A proposed new copyright bill in France is feeding into stereotypes of
the French as cranky and idiosyncratic. The controversy over
music-download rights grabbed headlines that read, for example, "Apple
vs. France," "France Takes a Shot at iTunes" and "France Breaks iPod's
Dominance." Thus expressed, big bad France is the villain and
little-bitty Apple is the good guy.

The legislation in question, passed by the French National Assembly in
late March, seeks to enforce digital rights management (DRM) and impose
harsher penalties on hackers. But it reduces penalties on users who
illegally pirate digital music.

Although the legislation has its redeeming features, the reaction among
many in the software and media industries has been outrage. The reason?
The sheer ambition of the French law. It takes copyright laws beyond any
previous formula, seeking to strike an egalitarian blow for the
principle of interoperability. The proposed legislation demands that any
digital music or video purchased online must be playable on any existing
device. (The French Senate late last week began debating a somewhat
watered-down version of the law, but had reached no conclusions by press
time.)

Software companies are opposed because they believe they shouldn't be
liable for how other companies or individuals configure or use their
software to develop programs used for piracy. Media companies are
opposed because the bill's interoperability provision would break down
the walled-garden business model they have created by using proprietary
DRMs. Apple calls the proposed legislation a "state-sponsored culture of
piracy." Even the U.S. Commerce Department has weighed in on the issue,
backing Apple vs. France.

In truth, the French proposal deserves calm examination because, as
unrealistic as it may sound to many of its critics--and as damaging as
it may be to Apple's iTunes business--it provides the opportunity to
step back and reflect on just what digital media technologies have
really given us thus far in the way of "progress" or contributions to
the general welfare.

OK. Everybody's got an iPod. Thanks to Apple's licensing deals with TV
content owners, we get to watch Desperate Housewives while driving to
work. Then there's Apple's exclusive deal to make Madonna's digital
catalog. What would life be without Madonna?

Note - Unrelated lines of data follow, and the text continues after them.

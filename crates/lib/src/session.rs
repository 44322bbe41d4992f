//! Per-conversation session state and its persistent store.
//!
//! Sessions are keyed by `agent:<agentId>:<channel>:<chatType>:<chatKey>`
//! (direct chats optionally collapse into `main`). The store holds the whole
//! index in memory and flushes `sessions.json` through a read-modify-write
//! merge that keeps `updatedAt` monotonic even with concurrent writers.

use crate::envelope::{Channel, ChatType};
use crate::store::{self, JsonFile};
use anyhow::Result;
use serde::{Deserialize, Serialize};
use std::collections::HashMap;
use std::path::PathBuf;
use tokio::sync::RwLock;

/// Session pin for reasoning depth, settable via `/think`.
#[derive(Debug, Clone, Copy, Default, PartialEq, Eq, Serialize, Deserialize)]
#[serde(rename_all = "lowercase")]
pub enum ThinkingLevel {
    #[default]
    Off,
    Minimal,
    Low,
    Medium,
    High,
    Max,
}

impl ThinkingLevel {
    pub fn parse(s: &str) -> Option<ThinkingLevel> {
        match s.trim().to_lowercase().as_str() {
            "off" => Some(ThinkingLevel::Off),
            "minimal" => Some(ThinkingLevel::Minimal),
            "low" => Some(ThinkingLevel::Low),
            "medium" => Some(ThinkingLevel::Medium),
            "high" => Some(ThinkingLevel::High),
            "max" => Some(ThinkingLevel::Max),
            _ => None,
        }
    }

    pub fn as_str(&self) -> &'static str {
        match self {
            ThinkingLevel::Off => "off",
            ThinkingLevel::Minimal => "minimal",
            ThinkingLevel::Low => "low",
            ThinkingLevel::Medium => "medium",
            ThinkingLevel::High => "high",
            ThinkingLevel::Max => "max",
        }
    }
}

/// Session pin for tool-event forwarding, settable via `/verbose`.
#[derive(Debug, Clone, Copy, Default, PartialEq, Eq, Serialize, Deserialize)]
#[serde(rename_all = "lowercase")]
pub enum VerboseMode {
    #[default]
    Off,
    On,
    Full,
}

impl VerboseMode {
    pub fn parse(s: &str) -> Option<VerboseMode> {
        match s.trim().to_lowercase().as_str() {
            "off" => Some(VerboseMode::Off),
            "on" => Some(VerboseMode::On),
            "full" => Some(VerboseMode::Full),
            _ => None,
        }
    }

    pub fn as_str(&self) -> &'static str {
        match self {
            VerboseMode::Off => "off",
            VerboseMode::On => "on",
            VerboseMode::Full => "full",
        }
    }
}

/// Scheduler admission policy for new inbound while a run is in flight.
#[derive(Debug, Clone, Copy, PartialEq, Eq, Serialize, Deserialize)]
#[serde(rename_all = "lowercase")]
pub enum QueueMode {
    Queue,
    Interrupt,
}

/// Group activation: reply only when mentioned, or always.
#[derive(Debug, Clone, Copy, PartialEq, Eq, Serialize, Deserialize)]
#[serde(rename_all = "lowercase")]
pub enum Activation {
    Mention,
    Always,
}

/// Persistent per-conversation state. Unknown keys written by newer builds are
/// preserved across read-modify-write cycles via the flattened `extra` map.
#[derive(Debug, Clone, Default, Serialize, Deserialize)]
#[serde(rename_all = "camelCase")]
pub struct Session {
    /// Opaque id returned by the agent runtime on its first turn.
    #[serde(default, skip_serializing_if = "Option::is_none")]
    pub session_id: Option<String>,

    #[serde(default, skip_serializing_if = "Option::is_none")]
    pub last_channel: Option<Channel>,
    #[serde(default, skip_serializing_if = "Option::is_none")]
    pub last_provider: Option<String>,
    #[serde(default, skip_serializing_if = "Option::is_none")]
    pub last_to: Option<String>,

    #[serde(default)]
    pub thinking_level: ThinkingLevel,

    #[serde(default)]
    pub verbose: VerboseMode,

    /// Session queue/interrupt override; None inherits channel/global default.
    #[serde(default, skip_serializing_if = "Option::is_none")]
    pub queue_mode: Option<QueueMode>,

    /// Groups only.
    #[serde(default, skip_serializing_if = "Option::is_none")]
    pub activation: Option<Activation>,

    /// Session model override set via `/model`.
    #[serde(default, skip_serializing_if = "Option::is_none")]
    pub model_override: Option<String>,

    /// Set by a stop word; the next prompt carries an abort reminder and clears it.
    #[serde(default)]
    pub aborted: bool,

    /// Wall-clock millis; never moves backward.
    #[serde(default)]
    pub updated_at: i64,

    /// Last reported token usage.
    #[serde(default, skip_serializing_if = "Option::is_none")]
    pub context_used: Option<u64>,

    /// Groups: whether the roster/subject primer went out on the first turn.
    #[serde(default)]
    pub primed: bool,

    #[serde(flatten)]
    pub extra: serde_json::Map<String, serde_json::Value>,
}

/// Derive the canonical session key. Direct chats collapse to `main` when the
/// config says so; groups and channels never collapse.
pub fn session_key(
    agent_id: &str,
    channel: Channel,
    chat_type: ChatType,
    chat_key: &str,
    collapse_direct: bool,
) -> String {
    if collapse_direct && chat_type == ChatType::Direct {
        return format!("agent:{}:main", agent_id);
    }
    format!(
        "agent:{}:{}:{}:{}",
        agent_id,
        channel.as_str(),
        chat_type.as_str(),
        chat_key
    )
}

/// One transcript line in `sessions/<sessionKey>.jsonl`.
#[derive(Debug, Clone, Serialize, Deserialize)]
#[serde(rename_all = "camelCase")]
pub struct TranscriptEntry {
    pub role: String,
    pub content: String,
    pub at_ms: i64,
    #[serde(default, skip_serializing_if = "Option::is_none")]
    pub run_id: Option<String>,
}

type SessionIndex = HashMap<String, Session>;

/// Persistent session store: in-memory index, flushed atomically to
/// `sessions.json`. All writers funnel through [`SessionStore::update`] /
/// [`SessionStore::update_quiet`], which re-read the on-disk copy and take the
/// max `updatedAt` before flushing.
pub struct SessionStore {
    file: JsonFile,
    transcripts_dir: PathBuf,
    inner: RwLock<SessionIndex>,
}

impl SessionStore {
    /// Load the index from `<state_dir>/sessions.json`; missing file starts empty.
    pub async fn load(state_dir: &std::path::Path) -> Self {
        let file = JsonFile::new(state_dir.join("sessions.json"));
        let index: SessionIndex = file.read().await.ok().flatten().unwrap_or_default();
        Self {
            file,
            transcripts_dir: state_dir.join("sessions"),
            inner: RwLock::new(index),
        }
    }

    /// Snapshot of one session (default when absent; sessions are created
    /// lazily on first authorized inbound).
    pub async fn get(&self, key: &str) -> Session {
        self.inner.read().await.get(key).cloned().unwrap_or_default()
    }

    pub async fn contains(&self, key: &str) -> bool {
        self.inner.read().await.contains_key(key)
    }

    pub async fn count(&self) -> usize {
        self.inner.read().await.len()
    }

    pub async fn keys(&self) -> Vec<String> {
        self.inner.read().await.keys().cloned().collect()
    }

    /// Mutate a session and advance `updatedAt` to max(now, on-disk). Use for
    /// writes that complete a turn.
    pub async fn update<F>(&self, key: &str, f: F) -> Result<Session>
    where
        F: FnOnce(&mut Session),
    {
        self.write_merged(key, f, true).await
    }

    /// Mutate a session without advancing `updatedAt` (heartbeat writes). The
    /// merge still takes the max of in-memory and on-disk `updatedAt`.
    pub async fn update_quiet<F>(&self, key: &str, f: F) -> Result<Session>
    where
        F: FnOnce(&mut Session),
    {
        self.write_merged(key, f, false).await
    }

    async fn write_merged<F>(&self, key: &str, f: F, advance: bool) -> Result<Session>
    where
        F: FnOnce(&mut Session),
    {
        let mut index = self.inner.write().await;
        let mut session = index.get(key).cloned().unwrap_or_default();
        f(&mut session);

        let key_owned = key.to_string();
        let session_for_merge = session.clone();
        let index_snapshot = index.clone();
        let merged = self
            .file
            .update(move |on_disk: Option<SessionIndex>| {
                let mut disk = on_disk.unwrap_or_default();
                let mut next = session_for_merge;
                // updatedAt never moves backward: merge with the on-disk copy.
                if let Some(prev) = disk.get(&key_owned) {
                    next.updated_at = next.updated_at.max(prev.updated_at);
                }
                if advance {
                    next.updated_at = next.updated_at.max(store::now_ms());
                }
                disk.insert(key_owned.clone(), next);
                // Carry sessions this process knows about but the disk copy lost.
                for (k, v) in index_snapshot {
                    disk.entry(k).or_insert(v);
                }
                disk
            })
            .await?;
        let result = merged
            .get(key)
            .cloned()
            .unwrap_or_default();
        *index = merged;
        Ok(result)
    }

    /// Append a transcript line for this session.
    pub async fn append_transcript(&self, key: &str, entry: &TranscriptEntry) -> Result<()> {
        let path = self.transcript_path(key);
        store::append_jsonl(&path, entry).await
    }

    /// Read the transcript for `chat.history`.
    pub async fn read_transcript(&self, key: &str) -> Result<Vec<TranscriptEntry>> {
        store::read_jsonl(&self.transcript_path(key)).await
    }

    fn transcript_path(&self, key: &str) -> PathBuf {
        // Session keys contain ':'; keep filenames portable.
        let name = key.replace([':', '/'], "_");
        self.transcripts_dir.join(format!("{}.jsonl", name))
    }
}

And none of this would have happened if Steve Jobs hadn't had the
foresight to strike deals with content owners in the first place, and
enforce his proprietary DRM on iTunes service and iPod devices.

But most important, many Apple defenders would tell us that Apple,
through the wild success of iTunes and iPod, helped create the market
for legal purchase of music over the Internet--almost singlehandedly.
While that fact alone tends to make us tech types happy, the French
minister of culture, Renaud Donnedieu de Vabres, pointed out a simple
fact of life in his recent interview with the International Herald
Tribune: Many of us working in the technology industry tend to forget
basic consumer needs. "When I buy a song or video over the Internet, it
should be like a CD or DVD and playable on any machine," Donnedieu de
Vabres said. "It is our intention with this law to break the hold any
one technology might hold over a cultural work." Even if that cultural
work is Madonna.

Does anyone else find it refreshing to hear a government official
putting culture and the public interest before the forces of the market
and the welfare of big corporations? Or have I been living in France too
long?

But think about it. Just because content becomes digital and a service
goes to the Internet, why should consumers perforce surrender basic
rights that they thought were theirs? By basic rights, I mean the right
to purchase, own, store and play back content as many times as you want
on any devices you own--regardless of brand. Digital media technology
has given media companies the ammunition they need to charge us per
usage, per subscription or perhaps--God help us--per note, while
imposing the sci-fi concept of an "authorized domain" as the only place
we're "free" to consume content that wasn't free when we bought it.

So far, consumers are not exactly the beneficiaries of the digital media
revolution. Apple, not us, chooses the content we can buy from iTunes,
and Apple specifies the device we use to play it back on.

Leonardo Chiariglione tirelessly labored in the late 1990s as executive
director of the Secure Digital Music Initiative in the hope, as he
explained, of creating "an industry standard that should have enabled a
legitimate digital music business to begin and flourish." SDMI never
went anywhere commercially. Big corporations like Microsoft, Apple and
Sony all went off in separate directions, each implementing a
proprietary DRM to serve its proprietary devices.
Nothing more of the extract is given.